しかし、現状のXREAL OneやOne Proの出来を考えると、あながち「アップルができなかったから無理」というものでもないような気がしてくる。
期待されるスペックと、XREALの戦略
Project Auraは、従来のXREAL OneやOne Proで採用されていたX1チップの改良版X1Sを搭載し、パフォーマンスは従来比で約25%向上するとされる。マルチタスク処理においても大幅な改善が図られて、よりスムーズな操作体験が期待されているようだ。
また、視野角は70度とされており、オプティカルシースルータイプのARグラスとしては驚くほど広い点も注目に値する。X1Sチップとデバイス側でSnapdragonの利用が想定されており、それぞれ、Apple Vision ProにおけるR1とM2を組み合わせた構成に対応するカタチとなる。
Apple Vision Proは素晴らしいが、重く、そして高価過ぎることは確か。もし、Project Neoが現在言われているような性能を実現するのであれば、軽くコンパクトなもうひとつの選択肢になりそうだ。もちろん、価格は現時点では未発表だが、たとえばREAL One Proの倍、たとえば20万円で出たとしたら、Apple Vision Proよりかなり手が届きやすいデバイスになる。
もちろん、アップルもvisionOSの熟成を進めていることを考えると、今後それを搭載したモデルが登場することになるだろうから、現行Apple Vision Proと比べても仕方ないかもしれないが、より安価で、対抗軸となり得る空間コンピューティングデバイスが登場したら、それはそれで楽しいことになりそうだ。
Project Auraは2026年登場。
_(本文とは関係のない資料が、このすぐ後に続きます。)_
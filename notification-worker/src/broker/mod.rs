//! Broker module for queue declaration and consumption.
//!
//! This module provides:
//! - The `Broker` contract the dispatcher is written against
//! - `AmqpConnection`, the lapin-backed RabbitMQ implementation
//!
//! ## Lifecycle
//!
//! ```text
//! open(url) → declare_queue(name)* → subscribe(name)* → close()
//! ```
//!
//! Declaration and subscription happen during sequential startup. Once loops
//! are running each one only reads its own `DeliveryStream`.

pub mod amqp;

#[cfg(test)]
pub(crate) mod memory;

use async_trait::async_trait;
use futures::stream::BoxStream;
use thiserror::Error;

pub use amqp::AmqpConnection;

/// A single message handed from the broker to a consumer.
///
/// Deliveries are settled on receipt, so dropping one never causes a
/// redelivery.
#[derive(Debug, Clone, PartialEq, Eq)]
pub struct Delivery {
    /// Queue the message was consumed from
    pub queue: String,
    /// Raw message body
    pub data: Vec<u8>,
}

/// Lazy, non-restartable sequence of deliveries for one queue.
///
/// Ends when the underlying channel or connection is closed.
pub type DeliveryStream = BoxStream<'static, Delivery>;

/// Errors raised while talking to the broker.
#[derive(Debug, Error)]
pub enum BrokerError {
    #[error("failed to connect to broker: {0}")]
    Connect(#[source] lapin::Error),

    #[error("failed to open channel: {0}")]
    Channel(#[source] lapin::Error),

    #[error("failed to declare queue [{queue}]: {source}")]
    Declare {
        queue: String,
        #[source]
        source: lapin::Error,
    },

    #[error("failed to start consumer for queue [{queue}]: {source}")]
    Subscribe {
        queue: String,
        #[source]
        source: lapin::Error,
    },
}

/// Connection to a message broker.
///
/// Implementations own the network link and one communication channel.
#[async_trait]
pub trait Broker: Send + Sync + 'static {
    /// Idempotently ensure a durable queue named `queue` exists.
    async fn declare_queue(&self, queue: &str) -> Result<(), BrokerError>;

    /// Open a receipt-acknowledged subscription to `queue`.
    async fn subscribe(&self, queue: &str) -> Result<DeliveryStream, BrokerError>;

    /// Release the channel then the link. Safe to call more than once.
    async fn close(&self);
}
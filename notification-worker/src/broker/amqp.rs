//! RabbitMQ broker connection using lapin.
//!
//! A single `AmqpConnection` owns one AMQP connection and one channel shared
//! by every queue the worker consumes.

use std::sync::atomic::{AtomicBool, Ordering};

use async_trait::async_trait;
use futures::StreamExt;
use lapin::{
    options::{BasicConsumeOptions, QueueDeclareOptions},
    types::FieldTable,
    Channel, ChannelState, Connection, ConnectionProperties,
};
use tracing::{error, info, warn};

use super::{Broker, BrokerError, Delivery, DeliveryStream};

/// RabbitMQ connection with its single channel.
pub struct AmqpConnection {
    connection: Connection,
    channel: Channel,
    closed: AtomicBool,
}

impl AmqpConnection {
    /// Connect to RabbitMQ and open the channel.
    ///
    /// If the channel cannot be created the connection is closed before the
    /// error is returned.
    pub async fn open(url: &str) -> Result<Self, BrokerError> {
        info!(url_length = url.len(), "rabbitmq_connecting");

        let connection = Connection::connect(url, ConnectionProperties::default())
            .await
            .map_err(BrokerError::Connect)?;

        info!("rabbitmq_connected");

        let channel = match connection.create_channel().await {
            Ok(channel) => channel,
            Err(e) => {
                if let Err(close_err) = connection.close(200, "Channel open failed").await {
                    warn!(error = %close_err, "rabbitmq_connection_close_error");
                }
                return Err(BrokerError::Channel(e));
            }
        };

        info!("rabbitmq_channel_created");

        Ok(Self {
            connection,
            channel,
            closed: AtomicBool::new(false),
        })
    }

    fn is_closed(&self) -> bool {
        self.closed.load(Ordering::Acquire)
    }
}

#[async_trait]
impl Broker for AmqpConnection {
    async fn declare_queue(&self, queue: &str) -> Result<(), BrokerError> {
        if self.is_closed() {
            return Err(BrokerError::Declare {
                queue: queue.to_owned(),
                source: lapin::Error::InvalidChannelState(ChannelState::Closed),
            });
        }

        self.channel
            .queue_declare(
                queue,
                QueueDeclareOptions {
                    durable: true,
                    exclusive: false,
                    auto_delete: false,
                    ..Default::default()
                },
                FieldTable::default(),
            )
            .await
            .map_err(|source| BrokerError::Declare {
                queue: queue.to_owned(),
                source,
            })?;

        info!(queue = queue, "rabbitmq_queue_declared");
        Ok(())
    }

    async fn subscribe(&self, queue: &str) -> Result<DeliveryStream, BrokerError> {
        if self.is_closed() {
            return Err(BrokerError::Subscribe {
                queue: queue.to_owned(),
                source: lapin::Error::InvalidChannelState(ChannelState::Closed),
            });
        }

        // no_ack: the broker settles each delivery as soon as it is handed over
        let consumer = self
            .channel
            .basic_consume(
                queue,
                &format!("{queue}-consumer"),
                BasicConsumeOptions {
                    no_ack: true,
                    ..Default::default()
                },
                FieldTable::default(),
            )
            .await
            .map_err(|source| BrokerError::Subscribe {
                queue: queue.to_owned(),
                source,
            })?;

        info!(queue = queue, "rabbitmq_consumer_started");

        let queue = queue.to_owned();
        let stream = consumer.filter_map(move |delivery| {
            let queue = queue.clone();
            async move {
                match delivery {
                    Ok(delivery) => Some(Delivery {
                        queue,
                        data: delivery.data,
                    }),
                    Err(e) => {
                        error!(queue = %queue, error = %e, "rabbitmq_delivery_error");
                        None
                    }
                }
            }
        });

        Ok(stream.boxed())
    }

    async fn close(&self) {
        if self.closed.swap(true, Ordering::AcqRel) {
            return;
        }

        if let Err(e) = self.channel.close(200, "Normal shutdown").await {
            warn!(error = %e, "rabbitmq_channel_close_error");
        }

        if let Err(e) = self.connection.close(200, "Normal shutdown").await {
            warn!(error = %e, "rabbitmq_connection_close_error");
        }

        info!("rabbitmq_connection_closed");
    }
}
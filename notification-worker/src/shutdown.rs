//! Process shutdown signal.

use tokio::signal;
use tracing::{error, info};

/// Resolve when the process receives SIGINT or SIGTERM.
///
/// A listener that cannot be installed is logged and never fires, leaving
/// the other one in place.
pub async fn shutdown_signal() {
    let ctrl_c = async {
        if let Err(e) = signal::ctrl_c().await {
            error!(error = %e, "sigint_handler_install_failed");
            std::future::pending::<()>().await;
        }
    };

    #[cfg(unix)]
    let terminate = async {
        match signal::unix::signal(signal::unix::SignalKind::terminate()) {
            Ok(mut sigterm) => {
                sigterm.recv().await;
            }
            Err(e) => {
                error!(error = %e, "sigterm_handler_install_failed");
                std::future::pending::<()>().await;
            }
        }
    };

    #[cfg(not(unix))]
    let terminate = std::future::pending::<()>();

    tokio::select! {
        _ = ctrl_c => info!("Received SIGINT"),
        _ = terminate => info!("Received SIGTERM"),
    }
}
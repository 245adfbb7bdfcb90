// Copyright (c) 2025 Soumyadip Sarkar.
// All rights reserved.
//
// This source code is licensed under the license found in the
// LICENSE file in the root directory of this source tree.

use crate::cli::arg;
use crate::ledger;
use crate::models::NewPurchase;
use crate::utils::{
    PERPETUAL_PERIOD, fmt_money, maybe_print_json, parse_amount, parse_date, parse_period,
    pretty_table,
};
use anyhow::Result;
use rusqlite::Connection;
use std::collections::HashMap;

pub fn handle(conn: &Connection, m: &clap::ArgMatches) -> Result<()> {
    match m.subcommand() {
        Some(("add", sub)) => {
            let investor = ledger::investor_by_name(conn, arg(sub, "investor")?)?;
            let p = purchase_from_args(sub, Some(investor.id))?;
            ledger::add_purchase(conn, &p)?;
            println!(
                "Recorded purchase '{}' by '{}': {} on {}",
                p.service,
                investor.name,
                fmt_money(p.amount, p.currency.code()),
                p.date
            );
        }
        Some(("list", sub)) => list(conn, sub)?,
        _ => {}
    }
    Ok(())
}

pub(crate) fn purchase_from_args(
    sub: &clap::ArgMatches,
    investor_id: Option<i64>,
) -> Result<NewPurchase> {
    Ok(NewPurchase {
        investor_id,
        service: arg(sub, "service")?.trim().to_string(),
        amount: parse_amount(arg(sub, "amount")?)?,
        currency: arg(sub, "currency")?.parse()?,
        date: parse_date(arg(sub, "date")?)?,
        period: parse_period(arg(sub, "period")?)?,
        period_unit: arg(sub, "unit")?.parse()?,
    })
}

pub(crate) fn fmt_period(period: u32, unit: impl std::fmt::Display) -> String {
    if period == PERPETUAL_PERIOD {
        "unlimited".to_string()
    } else {
        format!("{} {}", period, unit)
    }
}

fn list(conn: &Connection, sub: &clap::ArgMatches) -> Result<()> {
    let purchases = ledger::list_purchases(conn)?;
    if maybe_print_json(sub.get_flag("json"), &purchases)? {
        return Ok(());
    }
    let names: HashMap<i64, String> = ledger::list_investors(conn)?
        .into_iter()
        .map(|i| (i.id, i.name))
        .collect();
    let rows = purchases
        .into_iter()
        .map(|p| {
            vec![
                p.id.to_string(),
                p.date.to_string(),
                names.get(&p.investor_id).cloned().unwrap_or_default(),
                p.service,
                format!("{:.2}", p.amount),
                p.currency.to_string(),
                fmt_period(p.period, p.period_unit),
            ]
        })
        .collect();
    println!(
        "{}",
        pretty_table(
            &["ID", "Date", "Investor", "Service", "Amount", "CCY", "Period"],
            rows
        )
    );
    Ok(())
}
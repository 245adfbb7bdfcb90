// Copyright (c) 2025 Soumyadip Sarkar.
// All rights reserved.
//
// This source code is licensed under the license found in the
// LICENSE file in the root directory of this source tree.

//! Totals in a single target currency.
//!
//! Every record is converted on its own date. A record whose rate cannot be
//! resolved is remembered and the walk goes on; the query fails afterwards with
//! all of them, and the partial sum is dropped.

use crate::error::{LedgerError, LedgerResult, RecordFailure, RecordKind};
use crate::ledger;
use crate::models::{Currency, Investor, SpendRecord, Transfer};
use crate::rates::RateResolver;
use chrono::NaiveDate;
use rusqlite::Connection;
use serde::{Serialize, Serializer};
use tracing::{debug, info, warn};

/// One transfer as shown in an investor breakdown.
#[derive(Debug, Clone, Serialize)]
pub struct TransferLine {
    pub transfer_id: i64,
    pub date: NaiveDate,
    pub amount: f64,
    pub currency: Currency,
    pub rate: f64,
    #[serde(serialize_with = "serialize_money")]
    pub converted: f64,
}

#[derive(Debug, Clone, Serialize)]
pub struct InvestorReport {
    pub investor: Investor,
    pub target: Currency,
    pub lines: Vec<TransferLine>,
    #[serde(serialize_with = "serialize_money")]
    pub total: f64,
}

#[derive(Debug, Clone, Serialize)]
pub struct TreasuryReport {
    pub target: Currency,
    #[serde(serialize_with = "serialize_money")]
    pub investments: f64,
    #[serde(serialize_with = "serialize_money")]
    pub purchases: f64,
    #[serde(serialize_with = "serialize_money")]
    pub balance: f64,
}

/// Rounds for presentation.
pub fn round2(v: f64) -> f64 {
    (v * 100.0).round() / 100.0
}

fn serialize_money<S: Serializer>(v: &f64, s: S) -> Result<S::Ok, S::Error> {
    s.serialize_f64(round2(*v))
}

struct Entry {
    kind: RecordKind,
    id: i64,
    amount: f64,
    currency: Currency,
    date: NaiveDate,
}

impl From<&Transfer> for Entry {
    fn from(t: &Transfer) -> Self {
        Entry {
            kind: RecordKind::Transfer,
            id: t.id,
            amount: t.amount,
            currency: t.currency,
            date: t.date,
        }
    }
}

impl From<&SpendRecord> for Entry {
    fn from(s: &SpendRecord) -> Self {
        let kind = match s {
            SpendRecord::Investor(_) => RecordKind::Purchase,
            SpendRecord::Group(_) => RecordKind::ServicePurchase,
        };
        Entry {
            kind,
            id: s.id(),
            amount: s.amount(),
            currency: s.currency(),
            date: s.date(),
        }
    }
}

#[derive(Default)]
struct Tally {
    total: f64,
    lines: Vec<TransferLine>,
    failures: Vec<RecordFailure>,
}

pub struct Aggregator<'a> {
    conn: &'a Connection,
    resolver: &'a RateResolver<'a>,
}

impl<'a> Aggregator<'a> {
    pub fn new(conn: &'a Connection, resolver: &'a RateResolver<'a>) -> Self {
        Self { conn, resolver }
    }

    fn walk(&self, entries: impl IntoIterator<Item = Entry>, target: Currency) -> Tally {
        let mut tally = Tally::default();
        for e in entries {
            match self
                .resolver
                .resolve(e.currency.code(), target.code(), e.date)
            {
                Ok(rate) => {
                    let converted = e.amount * rate;
                    debug!(kind = %e.kind, id = e.id, amount = e.amount, currency = %e.currency, rate, converted, "converted");
                    tally.total += converted;
                    tally.lines.push(TransferLine {
                        transfer_id: e.id,
                        date: e.date,
                        amount: e.amount,
                        currency: e.currency,
                        rate,
                        converted,
                    });
                }
                Err(cause) => {
                    warn!(kind = %e.kind, id = e.id, error = %cause, "conversion failed");
                    tally.failures.push(RecordFailure {
                        kind: e.kind,
                        id: e.id,
                        amount: e.amount,
                        currency: e.currency.to_string(),
                        date: e.date,
                        cause: Box::new(cause),
                    });
                }
            }
        }
        tally
    }

    fn settle(tally: Tally, what: &str, target: Currency) -> LedgerResult<Tally> {
        if tally.failures.is_empty() {
            info!(total = tally.total, %target, "{} computed", what);
            Ok(tally)
        } else {
            warn!(failures = tally.failures.len(), "{} failed", what);
            Err(LedgerError::Aggregation(tally.failures))
        }
    }

    fn purchases_tally(&self, target: Currency) -> LedgerResult<Tally> {
        let spend = ledger::list_spend(self.conn)?;
        debug!(records = spend.len(), "summing purchases");
        Ok(self.walk(spend.iter().map(Entry::from), target))
    }

    fn investments_tally(&self, target: Currency) -> LedgerResult<Tally> {
        let transfers = ledger::list_transfers(self.conn)?;
        debug!(records = transfers.len(), "summing investments");
        Ok(self.walk(transfers.iter().map(Entry::from), target))
    }

    /// Investor purchases and group service purchases.
    pub fn total_purchases(&self, target: Currency) -> LedgerResult<f64> {
        let tally = self.purchases_tally(target)?;
        Ok(Self::settle(tally, "total purchases", target)?.total)
    }

    pub fn total_investments(&self, target: Currency) -> LedgerResult<f64> {
        let tally = self.investments_tally(target)?;
        Ok(Self::settle(tally, "total investments", target)?.total)
    }

    pub fn investor_investments(
        &self,
        investor_id: i64,
        target: Currency,
    ) -> LedgerResult<InvestorReport> {
        let investor = ledger::investor_by_id(self.conn, investor_id)?;
        let transfers = ledger::list_transfers_for(self.conn, investor_id)?;
        debug!(investor = %investor.name, records = transfers.len(), "summing investor transfers");
        let tally = self.walk(transfers.iter().map(Entry::from), target);
        let tally = Self::settle(tally, "investor investments", target)?;
        Ok(InvestorReport {
            investor,
            target,
            lines: tally.lines,
            total: tally.total,
        })
    }

    /// Investments minus purchases. Failures from both sides are reported together.
    pub fn treasury_balance(&self, target: Currency) -> LedgerResult<TreasuryReport> {
        let mut investments = self.investments_tally(target)?;
        let purchases = self.purchases_tally(target)?;
        if !investments.failures.is_empty() || !purchases.failures.is_empty() {
            investments.failures.extend(purchases.failures);
            warn!(failures = investments.failures.len(), "treasury balance failed");
            return Err(LedgerError::Aggregation(investments.failures));
        }
        let balance = investments.total - purchases.total;
        info!(balance, %target, "treasury balance computed");
        Ok(TreasuryReport {
            target,
            investments: investments.total,
            purchases: purchases.total,
            balance,
        })
    }
}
細かい時期については明言されなかったが、「なるべく早く提供したい」とのことで、XREALのスピード感からいえば、前半に登場しそうな雰囲気である。
登場が楽しみだ。
しかし、同時に、これはAndroidデバイスなので、アップルエコシステムの中にいる筆者としては、現行のXREAL One Proがけっこう買い時なのではないかとも思える。